= DATASET EXCERPTS =
►

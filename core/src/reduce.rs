// Copyright (c) 2026 Ipfold and Contributors
//
// This Source Code Form is subject to the terms of the Mozilla Public License, v. 2.0.
// If a copy of the MPL was not distributed with this file, You can obtain one at
// https://mozilla.org/MPL/2.0/.

//! # Prefix Reduction
//!
//! Some packet classifiers pay per distinct prefix length, not per entry.
//! [`reduce`] disables prefix lengths in a [`PrefixPlan`] so that a later
//! decomposition pass emits fewer distinct lengths, accepting a bounded
//! growth in the number of blocks: folding `k` blocks of prefix `i` into
//! prefix `j > i` yields `k * 2^(j-i)` blocks, a net increase of
//! `k * (2^(j-i) - 1)`. The greedy loop always folds the cheapest such
//! pair next.
//!
//! The reducer prints nothing and does not alter the set; its only output
//! is the mutated plan.

use ipfold_common::models::ipset::IpSet;
use ipfold_common::verbose;

use crate::cidr::{PrefixPlan, Splitter};
use crate::errors::CoreError;

/// Disable prefixes in `plan` while the projected block count stays within
/// `max(baseline * factor / 100, min_entries)`. `factor` is a percentage;
/// 120 allows one fifth of growth.
pub fn reduce(
    set: &mut IpSet,
    plan: &mut PrefixPlan,
    factor: u64,
    min_entries: u64,
) -> Result<(), CoreError> {
    set.optimize();

    // Baseline pass: how many blocks each prefix contributes under the
    // current plan.
    let mut splitter = Splitter::counting(plan);
    for iv in set.intervals() {
        splitter.split_interval(iv)?;
    }
    let mut counters = splitter.into_counters();

    let mut total: u64 = 0;
    let mut initial = 0usize;
    verbose!("counting prefixes in {}", set.name());
    for (p, &count) in counters.iter().enumerate() {
        if count > 0 {
            verbose!("prefix /{p} counts {count} entries");
            total += count;
            initial += 1;
        } else {
            // An absent prefix cannot be folded away; drop it from the
            // search space up front.
            plan.disable(p as u8);
        }
    }
    verbose!("total {total} entries generated");

    let acceptable = (total * factor / 100).max(min_entries);
    verbose!("acceptable is to reach {acceptable} entries by reducing prefixes");

    let mut eliminated = 0usize;
    while total < acceptable {
        // Cheapest fold: an enabled, populated prefix and the nearest
        // populated longer one. Farther targets are strictly worse, so
        // only the nearest is considered.
        let mut best: Option<(u8, u8, u64)> = None;
        for i in 0..32u8 {
            if counters[i as usize] == 0 || !plan.is_enabled(i) {
                continue;
            }
            let Some(j) = (i + 1..=32).find(|&j| counters[j as usize] > 0) else {
                continue;
            };
            let increase = counters[i as usize] * ((1u64 << (j - i)) - 1);
            if best.is_none_or(|(_, _, min)| increase < min) {
                best = Some((i, j, increase));
            }
        }

        let Some((from, to, increase)) = best else {
            verbose!("nothing more to reduce");
            break;
        };

        if total + increase > acceptable {
            verbose!(
                "cannot increase total {total} by {increase}, above acceptable {acceptable}"
            );
            break;
        }

        counters[to as usize] += counters[from as usize] << (to - from);
        counters[from as usize] = 0;
        plan.disable(from);
        total += increase;
        eliminated += 1;
        verbose!(
            "folded prefix /{from} into /{to}, total is now {total} (increased by {increase})"
        );
    }

    verbose!(
        "eliminated {eliminated} out of {initial} prefixes ({} remain in the final set)",
        initial - eliminated
    );

    Ok(())
}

◄

= AIM OF THE EXERCISE =
Copy every line of the data where "initial" is found.

= OUTPUT FOR THIS EXERCISE =
    let mut initial = 0usize;
            initial += 1;
        "eliminated {eliminated} out of {initial} prefixes ({} remain in the final set)",
        initial - eliminated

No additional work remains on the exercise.